Base64 is a binary-to-text encoding that represents binary data using 64 ASCII characters (A-Z, a-z, 0-9, +, /). It's used whenever binary data needs to be transmitted through text-based systems like JSON, XML, email, or URLs.
Common uses include encoding API authentication tokens (HTTP Basic Auth sends credentials as Base64), embedding small images in CSS/HTML as data URIs, and transmitting binary file contents in JSON payloads.
The encoding increases size by approximately 33% — every 3 bytes of input becomes 4 bytes of Base64 output. This overhead is the trade-off for guaranteed safe transmission through text-only channels.
Common Use Cases
API Auth Headers
HTTP Basic Authentication encodes username:password as Base64 in the Authorization header.
JWT Tokens
JSON Web Tokens use Base64URL encoding for the header and payload sections. Decode them here to inspect claims.
Data URIs
Embed small files directly in HTML/CSS using data:text/plain;base64,... format. Eliminates extra HTTP requests.
Email Attachments
MIME email encoding uses Base64 for binary attachments sent through text-only SMTP protocols.
How Base64 Encoding Works
Base64 encodes binary data by splitting it into groups of 6 bits (instead of the usual 8-bit bytes). Each 6-bit group maps to one of 64 printable ASCII characters. Since 6 doesn't divide evenly into 8, every 3 bytes of input (24 bits) become 4 Base64 characters. If the input length isn't a multiple of 3, padding characters (=) are added to the output.

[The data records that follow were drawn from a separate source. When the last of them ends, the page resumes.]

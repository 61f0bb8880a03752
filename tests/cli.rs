#![cfg(feature = "cli")]
#![allow(clippy::unwrap_used)]

use std::{
    path::Path,
    process::{Command, Output},
};

use image::{Rgb, RgbImage};
use tempfile::tempdir;

fn swatchbook(args: &[&str], input: &Path) -> Output {
    Command::new(env!("CARGO_BIN_EXE_swatchbook"))
        .args(args)
        .arg(input)
        .output()
        .unwrap()
}

fn is_hex_color(s: &str) -> bool {
    s.len() == 7
        && s.starts_with('#')
        && s.chars()
            .skip(1)
            .all(|c| matches!(c, '0'..='9' | 'a'..='f'))
}

#[test]
fn solid_red_image() {
    let dir = tempdir().unwrap();
    let path = dir.path().join("red.png");
    RgbImage::from_pixel(100, 100, Rgb([255, 0, 0]))
        .save(&path)
        .unwrap();

    let output = swatchbook(&["-k", "3", "--seed", "1"], &path);
    assert!(output.status.success());

    let stdout = String::from_utf8(output.stdout).unwrap();
    let lines = stdout.lines().collect::<Vec<_>>();
    assert_eq!(lines.len(), 3);
    assert_eq!(lines[0].split_whitespace().collect::<Vec<_>>(), ["#ff0000", "100.00%"]);
    for line in &lines[1..] {
        let fields = line.split_whitespace().collect::<Vec<_>>();
        assert!(is_hex_color(fields[0]));
        assert_eq!(fields[1], "0.00%");
    }
}

#[test]
fn json_output() {
    let dir = tempdir().unwrap();
    let path = dir.path().join("quarters.png");
    RgbImage::from_fn(40, 40, |x, y| match (x < 20, y < 20) {
        (true, true) => Rgb([0, 0, 0]),
        (true, false) | (false, true) => Rgb([0, 128, 255]),
        (false, false) => Rgb([255, 255, 255]),
    })
    .save(&path)
    .unwrap();

    for backend in ["standard", "accelerated"] {
        let output = swatchbook(&["-k", "3", "--json", "--backend", backend], &path);
        assert!(output.status.success());

        let records: serde_json::Value = serde_json::from_slice(&output.stdout).unwrap();
        let records = records.as_array().unwrap();
        assert_eq!(records.len(), 3);
        assert_eq!(records[0]["hexColor"], "#0080ff");
        assert_eq!(records[0]["percentage"], 50.0);

        let total = records
            .iter()
            .map(|r| r["percentage"].as_f64().unwrap())
            .sum::<f64>();
        assert!((total - 100.0).abs() < 0.05);
    }
}

#[test]
fn default_cluster_count() {
    let dir = tempdir().unwrap();
    let path = dir.path().join("noise.png");
    RgbImage::from_fn(64, 48, |x, y| {
        let v = (x * 7 + y * 13) % 256;
        Rgb([v as u8, (v * 3 % 256) as u8, (255 - v) as u8])
    })
    .save(&path)
    .unwrap();

    let output = swatchbook(&[], &path);
    assert!(output.status.success());

    let stdout = String::from_utf8(output.stdout).unwrap();
    let percentages = stdout
        .lines()
        .map(|line| {
            let fields = line.split_whitespace().collect::<Vec<_>>();
            assert!(is_hex_color(fields[0]));
            fields[1].trim_end_matches('%').parse::<f64>().unwrap()
        })
        .collect::<Vec<_>>();

    assert_eq!(percentages.len(), 10);
    assert!(percentages.windows(2).all(|w| w[0] >= w[1]));
    assert!((percentages.iter().sum::<f64>() - 100.0).abs() < 0.05);
}

#[test]
fn missing_file_fails() {
    let dir = tempdir().unwrap();
    let output = swatchbook(&[], &dir.path().join("does-not-exist.png"));

    assert!(!output.status.success());
    assert!(output.stdout.is_empty());
    let stderr = String::from_utf8(output.stderr).unwrap();
    assert!(stderr.starts_with("error:"), "{stderr}");
    assert!(stderr.contains("does-not-exist.png"));
}

#[test]
fn undecodable_file_fails() {
    let dir = tempdir().unwrap();
    let path = dir.path().join("broken.jpg");
    std::fs::write(&path, b"definitely not a jpeg").unwrap();

    let output = swatchbook(&[], &path);
    assert!(!output.status.success());
    assert!(output.stdout.is_empty());
    assert!(String::from_utf8(output.stderr).unwrap().starts_with("error:"));
}

#[test]
fn zero_clusters_rejected() {
    let dir = tempdir().unwrap();
    let path = dir.path().join("tiny.png");
    RgbImage::from_pixel(2, 2, Rgb([1, 2, 3])).save(&path).unwrap();

    let output = swatchbook(&["-k", "0"], &path);
    assert!(!output.status.success());
    assert!(output.stdout.is_empty());
}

The standard Base64 alphabet uses A-Z (0-25), a-z (26-51), 0-9 (52-61), + (62), and / (63). The Base64URL variant replaces + with - and / with _ to make the output safe for URLs and filenames without additional percent-encoding.
Base64 Encoding Reference
| Input | Base64 Output | Size | Notes |
|---|---|---|---|
| A | QQ== | 1 byte → 4 chars | 2 padding chars |
| AB | QUI= | 2 bytes → 4 chars | 1 padding char |
| ABC | QUJD | 3 bytes → 4 chars | No padding needed |
| Hello | SGVsbG8= | 5 bytes → 8 chars | Common test string |
| user:pass | dXNlcjpwYXNz | 9 bytes → 12 chars | HTTP Basic Auth format |
Base64 vs Base64URL
Standard Base64 (RFC 4648)
Alphabet: A-Z, a-z, 0-9, +, /
Padding: =
Used in: MIME email, PEM certificates, data URIs
JS: btoa() / atob()
Base64URL (RFC 4648 §5)
Alphabet: A-Z, a-z, 0-9, -, _
Padding: Optional (often omitted)
Used in: JWT tokens, URL parameters, filenames
JS: Manual replacement of +/ with -_
When Not to Use Base64
Base64 increases data size by approximately 33%. For large files (images, videos, documents), this overhead is significant. If you're embedding a 1MB image as a Base64 data URI in your HTML, you're adding 330KB of extra data that can't be cached separately by the browser. For assets larger than a few kilobytes, use regular file URLs and let the browser cache them normally.
Base64 is not encryption. It's trivially reversible. Never use Base64 to "hide" passwords, API keys, or any sensitive data. Anyone can decode it instantly. For actual security, use proper encryption (AES-256, for example) or hashing (SHA-256 for integrity, bcrypt for passwords).
FAQ
Is Base64 encryption?
No. Base64 is encoding, not encryption. Anyone can decode it instantly. Never use Base64 to "hide" sensitive data — use proper encryption instead.
Is my data private?
Yes. All encoding/decoding runs in your browser. Nothing is sent to any server.